Details
-
Bug
-
Status: Closed
-
Critical
-
Resolution: Fixed
-
2.3.4
-
None
Description
https://issues.apache.org/jira/browse/HIVE-10329 helped in moving away from hadoop's ReflectionUtils constructor cache issue (https://issues.apache.org/jira/browse/HADOOP-10513).
However, there are corner cases where hadoop's ReflectionUtils is in use and this causes gradual build up of memory in HS2.
I have observed this in Hive 2.3. But the codepath in master for this has not changed much.
Easiest way to repro would be to add a temp function which extends GenericUDF. In FunctionRegistry::cloneGenericUDF, this would
end up using org.apache.hadoop.util.ReflectionUtils.newInstance which in turn lands up in COSNTRUCTOR_CACHE of ReflectionUtils.

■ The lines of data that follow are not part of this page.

//! The acceptance handshake between the protocol layer and whatever is
//! hosting it: a [`FileTransferToken`] is handed to the platform the moment a
//! `StartRequest{DataKind=File}` arrives, and the app suspends on its
//! decision before issuing any `FetchDataRequest` (spec.md §6, §4.7).

use std::sync::atomic::{AtomicU64, Ordering};
use std::sync::Mutex;

use tokio::sync::{oneshot, watch};

/// A destination for the bytes of an accepted transfer. Implemented by
/// whatever the host passes in — a file on disk, an in-memory buffer for
/// tests, etc. `write_at` may be called out of order; the transfer is never
/// assumed to arrive strictly front-to-back (spec.md §4.7: responses may
/// complete out of sequence).
pub trait TransferSink: Send {
	fn write_at(&mut self, position: u64, data: &[u8]) -> std::io::Result<()>;
}

/// What the platform decided about an offered transfer.
pub enum TransferDecision {
	Accepted(Box<dyn TransferSink>),
	Cancelled,
}

/// Offered to a [`crate::platform::PlatformHandler`] when a file transfer
/// starts. The handler calls [`FileTransferToken::accept`] or
/// [`FileTransferToken::cancel`] from wherever it likes — a UI thread, another
/// task — and the app that issued the token is suspended on
/// [`FileTransferToken::decision`] until it does.
pub struct FileTransferToken {
	pub filename: String,
	pub declared_size: u64,
	decision_tx: Mutex<Option<oneshot::Sender<TransferDecision>>>,
	received: AtomicU64,
	progress_tx: watch::Sender<u64>,
}

impl FileTransferToken {
	pub(crate) fn new(filename: String, declared_size: u64) -> (std::sync::Arc<Self>, oneshot::Receiver<TransferDecision>) {
		let (decision_tx, decision_rx) = oneshot::channel();
		let (progress_tx, _progress_rx) = watch::channel(0);
		let token = std::sync::Arc::new(Self { filename, declared_size, decision_tx: Mutex::new(Some(decision_tx)), received: AtomicU64::new(0), progress_tx });
		(token, decision_rx)
	}

	/// Accept the transfer, providing the sink the incoming bytes are written
	/// to. A no-op if the token was already resolved (the app stopped
	/// waiting, e.g. the session was disposed first).
	pub fn accept(&self, sink: Box<dyn TransferSink>) {
		if let Some(tx) = self.decision_tx.lock().expect("decision mutex is not poisoned").take() {
			let _ = tx.send(TransferDecision::Accepted(sink));
		}
	}

	/// Refuse the transfer. A no-op if already resolved.
	pub fn cancel(&self) {
		if let Some(tx) = self.decision_tx.lock().expect("decision mutex is not poisoned").take() {
			let _ = tx.send(TransferDecision::Cancelled);
		}
	}

	pub fn received_bytes(&self) -> u64 {
		self.received.load(Ordering::Relaxed)
	}

	/// Subscribe to progress updates, fired each time more bytes are written.
	pub fn progress(&self) -> watch::Receiver<u64> {
		self.progress_tx.subscribe()
	}

	pub(crate) fn add_received(&self, n: u64) {
		let total = self.received.fetch_add(n, Ordering::Relaxed) + n;
		let _ = self.progress_tx.send(total);
	}
}

#[cfg(test)]
mod tests {
	use super::*;

	struct Sink(Vec<u8>);
	impl TransferSink for Sink {
		fn write_at(&mut self, position: u64, data: &[u8]) -> std::io::Result<()> {
			let end = position as usize + data.len();
			if self.0.len() < end {
				self.0.resize(end, 0);
			}
			self.0[position as usize..end].copy_from_slice(data);
			Ok(())
		}
	}

	#[tokio::test]
	async fn accept_resolves_the_decision_future() {
		let (token, rx) = FileTransferToken::new("a.bin".into(), 10);
		token.accept(Box::new(Sink(Vec::new())));
		match rx.await.unwrap() {
			TransferDecision::Accepted(_) => {}
			TransferDecision::Cancelled => panic!("expected acceptance"),
		}
	}

	#[tokio::test]
	async fn cancel_resolves_with_cancelled() {
		let (token, rx) = FileTransferToken::new("a.bin".into(), 10);
		token.cancel();
		assert!(matches!(rx.await.unwrap(), TransferDecision::Cancelled));
	}

	#[test]
	fn received_bytes_accumulate_and_publish_progress() {
		let (token, _rx) = FileTransferToken::new("a.bin".into(), 10);
		let progress = token.progress();
		token.add_received(4);
		token.add_received(6);
		assert_eq!(token.received_bytes(), 10);
		assert_eq!(*progress.borrow(), 10);
	}
}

CREATE TEMPORARY FUNCTION dummy AS 'com.hive.test.DummyGenericUDF' USING JAR 'file:///home/test/udf/dummy.jar'; select dummy(); at org.apache.hadoop.util.ReflectionUtils.newInstance(ReflectionUtils.java:107) at org.apache.hadoop.hive.ql.exec.FunctionRegistry.cloneGenericUDF(FunctionRegistry.java:1353) at org.apache.hadoop.hive.ql.exec.FunctionInfo.getGenericUDF(FunctionInfo.java:122) at org.apache.hadoop.hive.ql.parse.TypeCheckProcFactory$DefaultExprProcessor.getXpathOrFuncExprNodeDesc(TypeCheckProcFactory.java:983) at org.apache.hadoop.hive.ql.parse.TypeCheckProcFactory$DefaultExprProcessor.process(TypeCheckProcFactory.java:1359) at org.apache.hadoop.hive.ql.lib.DefaultRuleDispatcher.dispatch(DefaultRuleDispatcher.java:90) at org.apache.hadoop.hive.ql.lib.DefaultGraphWalker.dispatchAndReturn(DefaultGraphWalker.java:105) at org.apache.hadoop.hive.ql.lib.DefaultGraphWalker.dispatch(DefaultGraphWalker.java:89) at org.apache.hadoop.hive.ql.lib.ExpressionWalker.walk(ExpressionWalker.java:76) at org.apache.hadoop.hive.ql.lib.DefaultGraphWalker.startWalking(DefaultGraphWalker.java:120)
Note: Reflection based invocation of hadoop's ReflectionUtils::clear was removed in 2.x.